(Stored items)

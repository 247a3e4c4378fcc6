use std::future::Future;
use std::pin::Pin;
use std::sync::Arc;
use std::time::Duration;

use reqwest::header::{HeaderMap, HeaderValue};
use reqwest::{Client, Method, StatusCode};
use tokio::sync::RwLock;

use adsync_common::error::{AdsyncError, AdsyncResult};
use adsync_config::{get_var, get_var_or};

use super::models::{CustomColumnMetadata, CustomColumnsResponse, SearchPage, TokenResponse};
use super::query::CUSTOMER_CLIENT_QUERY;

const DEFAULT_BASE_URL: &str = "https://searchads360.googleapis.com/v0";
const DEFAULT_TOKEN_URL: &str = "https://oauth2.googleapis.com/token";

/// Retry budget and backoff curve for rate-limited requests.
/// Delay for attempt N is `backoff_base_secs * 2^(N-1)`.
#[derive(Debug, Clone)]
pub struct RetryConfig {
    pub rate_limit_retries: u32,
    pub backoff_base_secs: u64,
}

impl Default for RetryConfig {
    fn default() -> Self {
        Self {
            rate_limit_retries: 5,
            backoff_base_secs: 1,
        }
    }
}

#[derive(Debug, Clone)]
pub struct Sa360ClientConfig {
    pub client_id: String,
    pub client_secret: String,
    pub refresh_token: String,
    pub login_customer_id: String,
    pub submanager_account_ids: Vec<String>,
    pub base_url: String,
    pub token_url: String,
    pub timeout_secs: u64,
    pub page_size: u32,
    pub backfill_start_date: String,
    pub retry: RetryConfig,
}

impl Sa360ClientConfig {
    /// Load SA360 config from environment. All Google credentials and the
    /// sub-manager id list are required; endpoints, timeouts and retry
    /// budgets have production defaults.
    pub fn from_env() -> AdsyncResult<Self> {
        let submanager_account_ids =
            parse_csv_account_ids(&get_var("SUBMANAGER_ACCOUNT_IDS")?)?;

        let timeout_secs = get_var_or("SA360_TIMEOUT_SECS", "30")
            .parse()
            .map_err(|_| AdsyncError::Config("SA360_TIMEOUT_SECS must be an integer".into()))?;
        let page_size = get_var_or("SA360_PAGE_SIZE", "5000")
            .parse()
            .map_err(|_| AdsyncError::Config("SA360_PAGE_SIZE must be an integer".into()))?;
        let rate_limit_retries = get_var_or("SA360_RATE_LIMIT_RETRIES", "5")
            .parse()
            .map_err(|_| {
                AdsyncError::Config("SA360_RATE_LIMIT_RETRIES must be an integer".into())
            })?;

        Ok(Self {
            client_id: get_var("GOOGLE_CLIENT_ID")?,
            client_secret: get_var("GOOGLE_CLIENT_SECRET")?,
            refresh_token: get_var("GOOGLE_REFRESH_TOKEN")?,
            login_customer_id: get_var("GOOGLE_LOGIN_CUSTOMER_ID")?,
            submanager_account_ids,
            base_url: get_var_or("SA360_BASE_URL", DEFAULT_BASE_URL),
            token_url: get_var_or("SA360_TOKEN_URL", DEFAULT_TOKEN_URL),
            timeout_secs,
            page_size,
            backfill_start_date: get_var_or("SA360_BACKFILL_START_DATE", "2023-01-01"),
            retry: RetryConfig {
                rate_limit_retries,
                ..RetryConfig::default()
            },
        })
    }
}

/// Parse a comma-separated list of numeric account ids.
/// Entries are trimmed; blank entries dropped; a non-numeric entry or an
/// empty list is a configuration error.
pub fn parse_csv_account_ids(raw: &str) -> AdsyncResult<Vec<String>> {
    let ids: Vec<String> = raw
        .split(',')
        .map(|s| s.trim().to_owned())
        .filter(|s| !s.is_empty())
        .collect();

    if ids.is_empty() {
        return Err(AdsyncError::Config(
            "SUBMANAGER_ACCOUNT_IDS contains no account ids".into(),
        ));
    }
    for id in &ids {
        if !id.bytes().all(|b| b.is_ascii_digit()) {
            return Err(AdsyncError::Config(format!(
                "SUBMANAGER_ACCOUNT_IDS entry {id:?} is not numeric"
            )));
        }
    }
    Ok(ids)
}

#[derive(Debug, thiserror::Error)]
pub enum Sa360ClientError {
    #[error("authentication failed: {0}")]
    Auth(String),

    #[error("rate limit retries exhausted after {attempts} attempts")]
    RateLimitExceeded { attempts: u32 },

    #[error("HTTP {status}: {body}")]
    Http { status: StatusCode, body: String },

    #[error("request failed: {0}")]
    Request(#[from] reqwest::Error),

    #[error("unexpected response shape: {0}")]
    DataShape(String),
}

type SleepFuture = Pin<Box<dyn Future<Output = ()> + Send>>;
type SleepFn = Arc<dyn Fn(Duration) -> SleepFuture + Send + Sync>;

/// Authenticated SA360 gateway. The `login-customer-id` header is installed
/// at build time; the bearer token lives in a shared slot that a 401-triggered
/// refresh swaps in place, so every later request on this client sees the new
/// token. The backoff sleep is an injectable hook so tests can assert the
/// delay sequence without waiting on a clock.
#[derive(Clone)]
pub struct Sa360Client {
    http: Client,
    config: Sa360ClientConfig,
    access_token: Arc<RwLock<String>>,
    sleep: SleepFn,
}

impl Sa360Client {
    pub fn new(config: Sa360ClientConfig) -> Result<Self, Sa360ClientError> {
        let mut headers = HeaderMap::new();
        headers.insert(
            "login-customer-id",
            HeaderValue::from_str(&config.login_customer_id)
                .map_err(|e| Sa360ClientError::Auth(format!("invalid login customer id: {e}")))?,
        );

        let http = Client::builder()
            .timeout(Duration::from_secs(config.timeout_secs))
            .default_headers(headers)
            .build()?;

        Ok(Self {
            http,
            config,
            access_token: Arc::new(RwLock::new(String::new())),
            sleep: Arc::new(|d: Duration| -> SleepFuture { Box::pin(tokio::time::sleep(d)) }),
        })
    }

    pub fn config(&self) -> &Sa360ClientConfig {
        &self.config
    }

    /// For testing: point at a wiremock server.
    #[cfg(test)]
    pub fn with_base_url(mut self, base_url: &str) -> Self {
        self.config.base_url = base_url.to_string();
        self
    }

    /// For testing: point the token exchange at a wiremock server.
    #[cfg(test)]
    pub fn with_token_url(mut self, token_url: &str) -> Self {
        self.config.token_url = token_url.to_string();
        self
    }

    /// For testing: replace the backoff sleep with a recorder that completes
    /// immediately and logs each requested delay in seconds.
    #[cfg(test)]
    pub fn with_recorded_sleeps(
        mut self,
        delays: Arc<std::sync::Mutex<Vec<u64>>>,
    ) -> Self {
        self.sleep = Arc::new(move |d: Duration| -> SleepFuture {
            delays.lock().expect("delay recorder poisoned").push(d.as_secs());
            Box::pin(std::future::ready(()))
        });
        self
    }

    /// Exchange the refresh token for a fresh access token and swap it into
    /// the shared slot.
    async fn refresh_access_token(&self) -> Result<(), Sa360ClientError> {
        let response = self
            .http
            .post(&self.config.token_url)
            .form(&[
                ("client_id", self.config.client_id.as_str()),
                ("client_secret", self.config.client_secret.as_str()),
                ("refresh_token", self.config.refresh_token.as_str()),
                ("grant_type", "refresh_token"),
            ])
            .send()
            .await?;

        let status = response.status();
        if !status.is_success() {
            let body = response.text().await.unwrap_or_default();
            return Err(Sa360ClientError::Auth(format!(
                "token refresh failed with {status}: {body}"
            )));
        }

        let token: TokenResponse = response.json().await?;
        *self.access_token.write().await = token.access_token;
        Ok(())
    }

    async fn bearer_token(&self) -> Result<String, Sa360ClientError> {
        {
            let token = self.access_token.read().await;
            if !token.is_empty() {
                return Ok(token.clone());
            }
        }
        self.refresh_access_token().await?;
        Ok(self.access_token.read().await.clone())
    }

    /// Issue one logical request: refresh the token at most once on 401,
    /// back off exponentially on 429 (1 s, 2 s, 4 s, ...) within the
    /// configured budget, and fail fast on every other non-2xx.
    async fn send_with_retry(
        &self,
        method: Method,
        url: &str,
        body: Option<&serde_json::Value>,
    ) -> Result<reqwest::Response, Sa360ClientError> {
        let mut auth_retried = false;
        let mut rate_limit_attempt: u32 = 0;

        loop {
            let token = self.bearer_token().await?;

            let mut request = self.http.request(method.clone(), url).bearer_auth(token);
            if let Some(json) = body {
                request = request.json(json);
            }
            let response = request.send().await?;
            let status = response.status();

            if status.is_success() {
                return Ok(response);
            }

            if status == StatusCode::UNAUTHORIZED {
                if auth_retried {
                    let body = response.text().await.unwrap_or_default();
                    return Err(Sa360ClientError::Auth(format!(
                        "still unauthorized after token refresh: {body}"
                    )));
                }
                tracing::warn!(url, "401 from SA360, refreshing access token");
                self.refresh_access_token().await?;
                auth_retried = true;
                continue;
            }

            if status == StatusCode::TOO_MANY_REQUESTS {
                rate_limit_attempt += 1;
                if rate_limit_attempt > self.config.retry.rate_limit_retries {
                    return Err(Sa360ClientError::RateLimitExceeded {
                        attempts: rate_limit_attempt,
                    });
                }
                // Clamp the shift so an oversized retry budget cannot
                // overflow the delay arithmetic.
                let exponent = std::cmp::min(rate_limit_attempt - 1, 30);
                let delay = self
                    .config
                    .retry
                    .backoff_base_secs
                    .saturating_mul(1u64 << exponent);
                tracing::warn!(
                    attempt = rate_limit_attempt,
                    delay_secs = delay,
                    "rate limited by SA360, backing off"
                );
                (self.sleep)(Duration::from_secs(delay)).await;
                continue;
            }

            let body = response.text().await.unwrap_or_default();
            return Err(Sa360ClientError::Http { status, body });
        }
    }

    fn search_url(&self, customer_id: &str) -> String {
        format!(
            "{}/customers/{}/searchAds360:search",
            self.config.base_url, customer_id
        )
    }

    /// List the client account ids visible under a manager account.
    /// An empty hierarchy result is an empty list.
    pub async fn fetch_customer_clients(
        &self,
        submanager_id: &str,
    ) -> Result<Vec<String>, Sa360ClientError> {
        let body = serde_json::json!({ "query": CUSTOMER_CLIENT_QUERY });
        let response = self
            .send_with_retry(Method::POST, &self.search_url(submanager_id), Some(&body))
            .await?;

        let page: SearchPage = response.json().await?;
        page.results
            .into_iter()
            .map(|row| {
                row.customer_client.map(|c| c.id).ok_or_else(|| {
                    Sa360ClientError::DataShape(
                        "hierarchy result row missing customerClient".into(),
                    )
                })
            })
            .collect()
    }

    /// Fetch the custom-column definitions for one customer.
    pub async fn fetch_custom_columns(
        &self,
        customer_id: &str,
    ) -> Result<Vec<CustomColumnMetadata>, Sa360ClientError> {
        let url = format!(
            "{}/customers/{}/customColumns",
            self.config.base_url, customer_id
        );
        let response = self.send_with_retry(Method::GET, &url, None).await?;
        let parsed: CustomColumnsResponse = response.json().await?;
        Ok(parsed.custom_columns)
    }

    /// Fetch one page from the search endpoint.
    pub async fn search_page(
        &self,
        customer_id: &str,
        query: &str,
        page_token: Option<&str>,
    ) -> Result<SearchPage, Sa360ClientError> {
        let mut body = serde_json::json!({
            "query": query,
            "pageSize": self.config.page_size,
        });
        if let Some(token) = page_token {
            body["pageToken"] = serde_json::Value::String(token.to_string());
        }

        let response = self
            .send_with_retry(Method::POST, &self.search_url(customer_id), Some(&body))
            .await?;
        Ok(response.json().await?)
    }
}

==

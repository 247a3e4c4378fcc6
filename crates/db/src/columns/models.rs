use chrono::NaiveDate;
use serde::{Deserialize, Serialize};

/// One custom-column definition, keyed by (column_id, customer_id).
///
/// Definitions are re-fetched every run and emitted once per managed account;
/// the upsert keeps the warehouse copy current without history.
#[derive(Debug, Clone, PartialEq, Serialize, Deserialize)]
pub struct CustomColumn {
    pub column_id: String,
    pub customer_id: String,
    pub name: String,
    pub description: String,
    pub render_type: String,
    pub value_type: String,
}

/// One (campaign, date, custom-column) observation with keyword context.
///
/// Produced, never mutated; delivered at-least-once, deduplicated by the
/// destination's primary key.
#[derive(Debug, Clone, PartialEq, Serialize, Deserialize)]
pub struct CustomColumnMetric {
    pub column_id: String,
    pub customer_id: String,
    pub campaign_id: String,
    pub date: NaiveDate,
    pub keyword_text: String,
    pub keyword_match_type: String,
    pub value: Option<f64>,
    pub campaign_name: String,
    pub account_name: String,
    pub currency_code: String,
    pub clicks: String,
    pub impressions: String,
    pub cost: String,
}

==

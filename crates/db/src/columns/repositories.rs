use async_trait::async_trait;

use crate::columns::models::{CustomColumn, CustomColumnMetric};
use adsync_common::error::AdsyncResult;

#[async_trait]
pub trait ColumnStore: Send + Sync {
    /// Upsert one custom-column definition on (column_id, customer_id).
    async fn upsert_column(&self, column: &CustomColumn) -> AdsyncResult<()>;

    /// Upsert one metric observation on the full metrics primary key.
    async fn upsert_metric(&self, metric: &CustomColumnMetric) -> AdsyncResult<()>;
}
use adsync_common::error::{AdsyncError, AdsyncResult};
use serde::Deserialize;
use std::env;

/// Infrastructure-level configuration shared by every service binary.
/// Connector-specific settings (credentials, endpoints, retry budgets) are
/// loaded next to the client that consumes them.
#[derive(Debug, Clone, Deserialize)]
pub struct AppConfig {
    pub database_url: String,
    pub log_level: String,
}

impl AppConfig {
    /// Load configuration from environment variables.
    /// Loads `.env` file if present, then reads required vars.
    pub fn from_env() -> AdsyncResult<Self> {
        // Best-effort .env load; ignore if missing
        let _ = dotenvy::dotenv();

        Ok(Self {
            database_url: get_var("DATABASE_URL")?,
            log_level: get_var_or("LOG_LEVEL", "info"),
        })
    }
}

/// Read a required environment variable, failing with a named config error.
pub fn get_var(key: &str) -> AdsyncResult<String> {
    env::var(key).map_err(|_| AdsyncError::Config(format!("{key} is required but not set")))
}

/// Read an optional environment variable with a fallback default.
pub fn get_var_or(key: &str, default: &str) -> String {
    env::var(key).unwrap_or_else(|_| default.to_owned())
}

» PROBLEM TO WORK ON:
Check each line above for the string "RwLock", then copy the ones that have it.

» ANSWER:
use tokio::sync::RwLock;
    access_token: Arc<RwLock<String>>,
            access_token: Arc::new(RwLock::new(String::new())),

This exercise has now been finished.